Best practices for scheduled downtimes
Monday
Attendance:
- local:
- remote: Alberto (monitoring), Andrew (TRIUMF), Chien-De (ASGC), Christoph (CMS), Daniel (security), Daniele (CNAF), Dave (FNAL), David B (IN2P3-CC), Maarten (ALICE + WLCG), Mark (LHCb), Mihai (FTS), Pepe (PIC), Peter (ATLAS), Priyanshu (computing)
Experiments round table:
- ATLAS reports ( raw view) -
- CERN: LDAP/eGroup sync problem last week, impact included AIADM login failures, Rucio cron unavailable. No direct impact on grid production.
- CMS reports ( raw view) -
- Nothing major to report
- LDAP Sync issue at CERN beginning of last week
- Led to some failures in CMS internal site availability evaluation
- ALICE
- Very high activity, no issues
- New record reached: 191k concurrent jobs
- LHCb reports ( raw view) -
- Activity:
- MC and WG productions; User jobs.
- Issues:
- RAL: We found a workaround for transfer issues at RAL. Problems caused by script being sourced at RAL WNs that set GFAL (and other) env variables (GGUS:153532)
Sites / Services round table:
- ASGC:NTR
- BNL: US National Holiday (Labor Day) - last week (02-Sep 18:00 - 03-Sep 20:00 - 26 hrs) ATLAS sent to TAPE 2.1 GB/s with peaks up to 7 GB/s. This filled HPSS disk cache and site needed to be temporarily blacklisted and number of write drives increased from 4 to 10. Working with ATLAS DDM Ops to understand if this will be the norm or just exceptional. This is close to the Run 3 requirement of 2.2 GB/s.
- CNAF: NTR
- EGI:
- FNAL: NTR
- IN2P3: IN2P3-CC will be in maintenance on September 21st, a Tuesday. As usual details will be available one week before the event.
- JINR:
- KISTI:
- KIT:
- NDGF:
- NL-T1:
- Unable to attend; apologies!
- Sara-matrix did an emergency core router replacement last Thursday.
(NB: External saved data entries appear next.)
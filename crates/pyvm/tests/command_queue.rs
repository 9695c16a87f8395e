//! Tests for the command interface of `Vm`: readiness, strict FIFO dispatch,
//! error classification and output routing.
//!
//! Every test drives a `Scripted` runtime (see `common`) that records each
//! dispatch, so ordering is asserted on what the runtime actually saw.

mod common;

use std::{cell::RefCell, rc::Rc, time::Duration};

use common::{Log, delayed, failing, instant, local, with_banner};
use pretty_assertions::assert_eq;
use pyvm::{Command, ErrorKind, Object, Reply, Stream, Vm, VmOptions, VmState};

// ============================================================================
// readiness
// ============================================================================

/// `ready` resolves for every caller, before and after the gate opened.
#[test]
fn ready_is_idempotent() {
    local(async {
        let log = Log::default();
        let vm = Vm::spawn(delayed(&log, Duration::from_secs(2)));
        assert_eq!(vm.state(), VmState::Loading);
        let early = vm.ready();
        early.await.unwrap();
        vm.ready().await.unwrap();
        vm.ready().await.unwrap();
        assert_eq!(vm.state(), VmState::Ready);
        assert_eq!(log.entries(), vec!["boot"]);
    });
}

/// Commands issued while loading are held, then dispatched in issue order.
#[test]
fn commands_issued_while_loading_run_in_order_once_ready() {
    local(async {
        let log = Log::default();
        let vm = Vm::spawn(delayed(&log, Duration::from_secs(5)));
        let set = vm.set("x", 7);
        let double = vm.exec("double x");
        let get = vm.get("x");
        assert_eq!(vm.state(), VmState::Loading);
        assert!(!get.is_settled());

        assert_eq!(get.await.unwrap(), Object::Int(14));
        set.await.unwrap();
        double.await.unwrap();
        assert_eq!(
            log.entries(),
            vec![
                "boot",
                "start set x",
                "end set x",
                "start exec double x",
                "end exec double x",
                "start get x",
                "end get x",
            ]
        );
    });
}

/// A failed load rejects `ready`, every held command, and every later command
/// with the very same `LoadError`.
#[test]
fn load_failure_rejects_everything_with_the_same_error() {
    local(async {
        let log = Log::default();
        let vm = Vm::spawn(failing(&log, Duration::from_secs(1), "runtime image missing"));
        let held = [vm.exec("print never"), vm.set("x", 1), vm.exec("print nope")];

        let error = vm.ready().await.unwrap_err();
        assert_eq!(error.kind(), ErrorKind::LoadError);
        assert_eq!(error.name(), "LoadError");
        assert_eq!(error.message(), "runtime image missing");
        assert_eq!(error.trace(), None);
        assert_eq!(vm.state(), VmState::Faulted);

        for command in held {
            assert_eq!(command.await.unwrap_err(), error);
        }

        let later = vm.get("x");
        assert!(later.is_settled(), "a faulted handle rejects without queueing");
        assert_eq!(later.await.unwrap_err(), error);
        assert_eq!(vm.ready().await.unwrap_err(), error);
        assert_eq!(log.entries(), vec!["boot"], "nothing reached a runtime");
    });
}

/// The fault check comes before payload validation.
#[test]
fn faulted_handle_reports_load_error_even_for_malformed_commands() {
    local(async {
        let log = Log::default();
        let vm = Vm::spawn(failing(&log, Duration::ZERO, "boom"));
        vm.ready().await.unwrap_err();
        let error = vm.get("not a name").await.unwrap_err();
        assert!(error.is_load());
    });
}

// ============================================================================
// ordering
// ============================================================================

/// The runtime sees commands in issue order and never two at once.
#[test]
fn dispatch_is_fifo_and_never_overlaps() {
    local(async {
        let log = Log::default();
        let vm = Vm::spawn(instant(&log));
        let pending: Vec<_> = (0..5).map(|i| vm.exec(format!("step {i}"))).collect();
        // await in reverse so settlement order cannot come from await order
        for future in pending.into_iter().rev() {
            future.await.unwrap();
        }

        let mut expected = vec!["boot".to_owned()];
        for i in 0..5 {
            expected.push(format!("start exec step {i}"));
            expected.push(format!("end exec step {i}"));
        }
        assert_eq!(log.entries(), expected);
    });
}

/// Futures settle in enqueue order even when many callers share one handle.
#[test]
fn concurrent_callers_settle_in_enqueue_order() {
    local(async {
        let log = Log::default();
        let vm = Vm::spawn(instant(&log));
        let issued = Rc::new(RefCell::new(Vec::new()));
        let settled = Rc::new(RefCell::new(Vec::new()));

        let mut tasks = Vec::new();
        for caller in 0..3 {
            let vm = vm.clone();
            let issued = Rc::clone(&issued);
            let settled = Rc::clone(&settled);
            tasks.push(tokio::task::spawn_local(async move {
                for round in 0..4 {
                    let tag = format!("{caller}-{round}");
                    issued.borrow_mut().push(tag.clone());
                    vm.exec(format!("step {tag}")).await.unwrap();
                    settled.borrow_mut().push(tag);
                }
            }));
        }
        for task in tasks {
            task.await.unwrap();
        }

        let issued = issued.borrow().clone();
        let dispatched: Vec<String> = log
            .entries()
            .iter()
            .filter_map(|entry| entry.strip_prefix("start exec step "))
            .map(str::to_owned)
            .collect();
        assert_eq!(issued.len(), 12);
        assert_eq!(dispatched, issued);
        assert_eq!(*settled.borrow(), issued);
    });
}

/// A rejected command does not stop the ones queued behind it.
#[test]
fn failures_do_not_abort_later_commands() {
    local(async {
        let log = Log::default();
        let vm = Vm::spawn(instant(&log));
        let first = vm.exec("raise ValueError bad");
        let second = vm.get("missing");
        let third = vm.set("y", 3);
        let fourth = vm.get("y");

        assert!(first.await.unwrap_err().is_runtime());
        assert!(second.await.unwrap_err().is_protocol());
        third.await.unwrap();
        assert_eq!(fourth.await.unwrap(), Object::Int(3));
        assert_eq!(vm.state(), VmState::Ready);
    });
}

/// A runtime that panics mid-command faults the handle: the panicking command,
/// everything queued behind it and every later command reject with one `LoadError`.
#[test]
fn panicking_runtime_faults_the_handle() {
    local(async {
        let log = Log::default();
        let vm = Vm::spawn(instant(&log));
        vm.ready().await.unwrap();
        let boom = vm.exec("panic boom");
        let behind = vm.get("__name__");

        let error = boom.await.unwrap_err();
        assert_eq!(error.kind(), ErrorKind::LoadError);
        assert_eq!(error.message(), "runtime panicked: boom");
        assert_eq!(behind.await.unwrap_err(), error);
        assert_eq!(vm.state(), VmState::Faulted);
        assert_eq!(vm.ready().await.unwrap_err(), error);

        let later = vm.exec("print after");
        assert!(later.is_settled());
        assert_eq!(later.await.unwrap_err(), error);
        assert_eq!(log.entries(), vec!["boot", "start exec panic boom"]);
    });
}

/// Dropping a result future does not take the command back out of the queue.
#[test]
fn dropped_future_still_runs() {
    local(async {
        let log = Log::default();
        let vm = Vm::spawn(instant(&log));
        drop(vm.set("x", 21));
        drop(vm.exec("double x"));
        assert_eq!(vm.get("x").await.unwrap(), Object::Int(42));
    });
}

// ============================================================================
// errors
// ============================================================================

/// A raising program rejects with `RuntimeError` carrying name, message and trace;
/// the handle keeps working.
#[test]
fn raising_program_is_runtime_error() {
    local(async {
        let log = Log::default();
        let vm = Vm::spawn(instant(&log));
        let error = vm.exec("print ok\nraise ZeroDivisionError division by zero").await.unwrap_err();
        assert_eq!(error.kind(), ErrorKind::RuntimeError);
        assert_eq!(error.name(), "ZeroDivisionError");
        assert_eq!(error.message(), "division by zero");
        assert_eq!(
            error.trace(),
            Some(
                "Traceback (most recent call last):\n  File \"<exec>\", line 2, in <module>\n    raise ZeroDivisionError division by zero\nZeroDivisionError: division by zero\n"
            )
        );
        assert_eq!(error.to_string(), "ZeroDivisionError: division by zero");

        vm.exec("print still alive").await.unwrap();
        assert_eq!(vm.state(), VmState::Ready);
    });
}

/// Malformed payloads reject synchronously and never reach the runtime.
#[test]
fn malformed_commands_are_rejected_at_call_time() {
    local(async {
        let log = Log::default();
        let vm = Vm::spawn(instant(&log));
        vm.ready().await.unwrap();

        let bad_dict = Object::Dict(vec![(Object::List(vec![]), Object::None)].into());
        let pending = [vm.set("1x", 1), vm.set("ok", bad_dict), vm.exec("print \0")];
        for future in pending {
            assert!(future.is_settled());
            let error = future.await.unwrap_err();
            assert_eq!(error.kind(), ErrorKind::ProtocolError);
            assert_eq!(error.trace(), None);
        }
        let keyword = vm.get("while");
        assert!(keyword.is_settled());
        assert_eq!(
            keyword.await.unwrap_err().to_string(),
            "ProtocolError: \"while\" is not a valid variable name"
        );
        assert_eq!(log.entries(), vec!["boot"]);
    });
}

/// Unbound and unrepresentable values are protocol errors raised by the runtime.
#[test]
fn get_of_unbound_or_unrepresentable_is_protocol_error() {
    local(async {
        let log = Log::default();
        let vm = Vm::spawn(instant(&log));
        let unbound = vm.get("nope").await.unwrap_err();
        assert!(unbound.is_protocol());
        assert_eq!(unbound.message(), "name 'nope' is not defined");

        let func = vm.get("func").await.unwrap_err();
        assert!(func.is_protocol());
        assert_eq!(func.message(), "value of 'func' has type 'function' which is not representable");
    });
}

/// `set_serialized` goes through the natural JSON mapping.
#[test]
fn set_serialized_uses_json_mapping() {
    #[derive(serde::Serialize)]
    struct Point {
        x: i32,
        y: i32,
    }

    local(async {
        let log = Log::default();
        let vm = Vm::spawn(instant(&log));
        vm.set_serialized("p", &Point { x: 1, y: 2 }).await.unwrap();
        let expected = Object::Dict(
            vec![
                (Object::from("x"), Object::Int(1)),
                (Object::from("y"), Object::Int(2)),
            ]
            .into(),
        );
        assert_eq!(vm.get("p").await.unwrap(), expected);

        let mut tuple_keys = std::collections::BTreeMap::new();
        tuple_keys.insert((1, 2), "a");
        let rejected = vm.set_serialized("bad", &tuple_keys);
        assert!(rejected.is_settled());
        assert!(rejected.await.unwrap_err().is_protocol());
    });
}

/// `enqueue` accepts prebuilt commands and reports the raw reply.
#[test]
fn enqueue_returns_raw_replies() {
    local(async {
        let log = Log::default();
        let vm = Vm::spawn(instant(&log));
        assert_eq!(vm.enqueue(Command::set("n", 5)).await.unwrap(), Reply::Unit);
        assert_eq!(vm.enqueue(Command::get("n")).await.unwrap(), Reply::Value(Object::Int(5)));
        assert_eq!(
            vm.enqueue(Command::get("__name__")).await.unwrap(),
            Reply::Value(Object::from("__main__"))
        );
    });
}

// ============================================================================
// output
// ============================================================================

/// Output reaches the sink while the exec runs, before its future settles.
#[test]
fn output_is_delivered_before_exec_settles() {
    local(async {
        let log = Log::default();
        let vm = Vm::spawn_with(
            instant(&log),
            VmOptions::default().stdout(log.sink("out")).stderr(log.sink("err")),
        );
        vm.exec("print one\nwarn two").await.unwrap();
        log.push("settled");
        assert_eq!(
            log.entries(),
            vec![
                "boot",
                "start exec print one\nwarn two",
                "out:one\n",
                "err:two\n",
                "end exec print one\nwarn two",
                "settled",
            ]
        );
    });
}

/// Text written before any sink is assigned is buffered, and reassignment takes
/// effect for the next emission.
#[test]
fn early_output_is_buffered_until_a_sink_is_assigned() {
    local(async {
        let log = Log::default();
        let vm = Vm::spawn(with_banner(&log, "Loading...\n"));
        vm.ready().await.unwrap();
        assert_eq!(vm.output().take_buffered(Stream::Stdout), "Loading...\n");

        vm.route_all(log.sink("console"));
        vm.exec("print a\nwarn b").await.unwrap();
        vm.set_stderr(log.sink("errors"));
        vm.exec("warn c").await.unwrap();

        let output: Vec<String> = log
            .entries()
            .into_iter()
            .filter(|entry| !entry.starts_with("start") && !entry.starts_with("end"))
            .collect();
        assert_eq!(output, vec!["boot", "console:a\n", "console:b\n", "errors:c\n"]);
    });
}

/// Two handles are independent: one faulting does not affect the other.
#[test]
fn handles_are_independent() {
    local(async {
        let good_log = Log::default();
        let bad_log = Log::default();
        let good = Vm::spawn_with(instant(&good_log), VmOptions::default().label("good"));
        let bad = Vm::spawn_with(failing(&bad_log, Duration::ZERO, "nope"), VmOptions::default().label("bad"));
        good.set("x", 1).await.unwrap();
        assert!(bad.set("x", 1).await.unwrap_err().is_load());
        assert_eq!(good.get("x").await.unwrap(), Object::Int(1));
        assert_eq!(good.label(), "good");
        assert_eq!(bad.state(), VmState::Faulted);
    });
}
The old core router had memory issues which caused problems in the traffic (including LHCOPN and LHCONE, including Nikhef's WLCG connectivity). The other core router took over most of the traffic during the maintenance, but not all. We hope the network is more stable now.
- NRC-KI:
- OSG:
- PIC: NTR
- RAL: NTR
- TRIUMF: NTR
- CERN computing services: Migrate ATLAS t0 to bare metal Migrate CMS t0 to bare metal
- CERN storage services:
- CERN databases:
- GGUS: NTR
- Monitoring:
- SiteMon draft reports for August sent to WLCG office.
- Middleware:
- A campaign will be launched shortly for sites to deploy additional
LSC
files to support new VOMS servers of the LHC experiments
- Networks: NTR
- Security: NTR
AOB: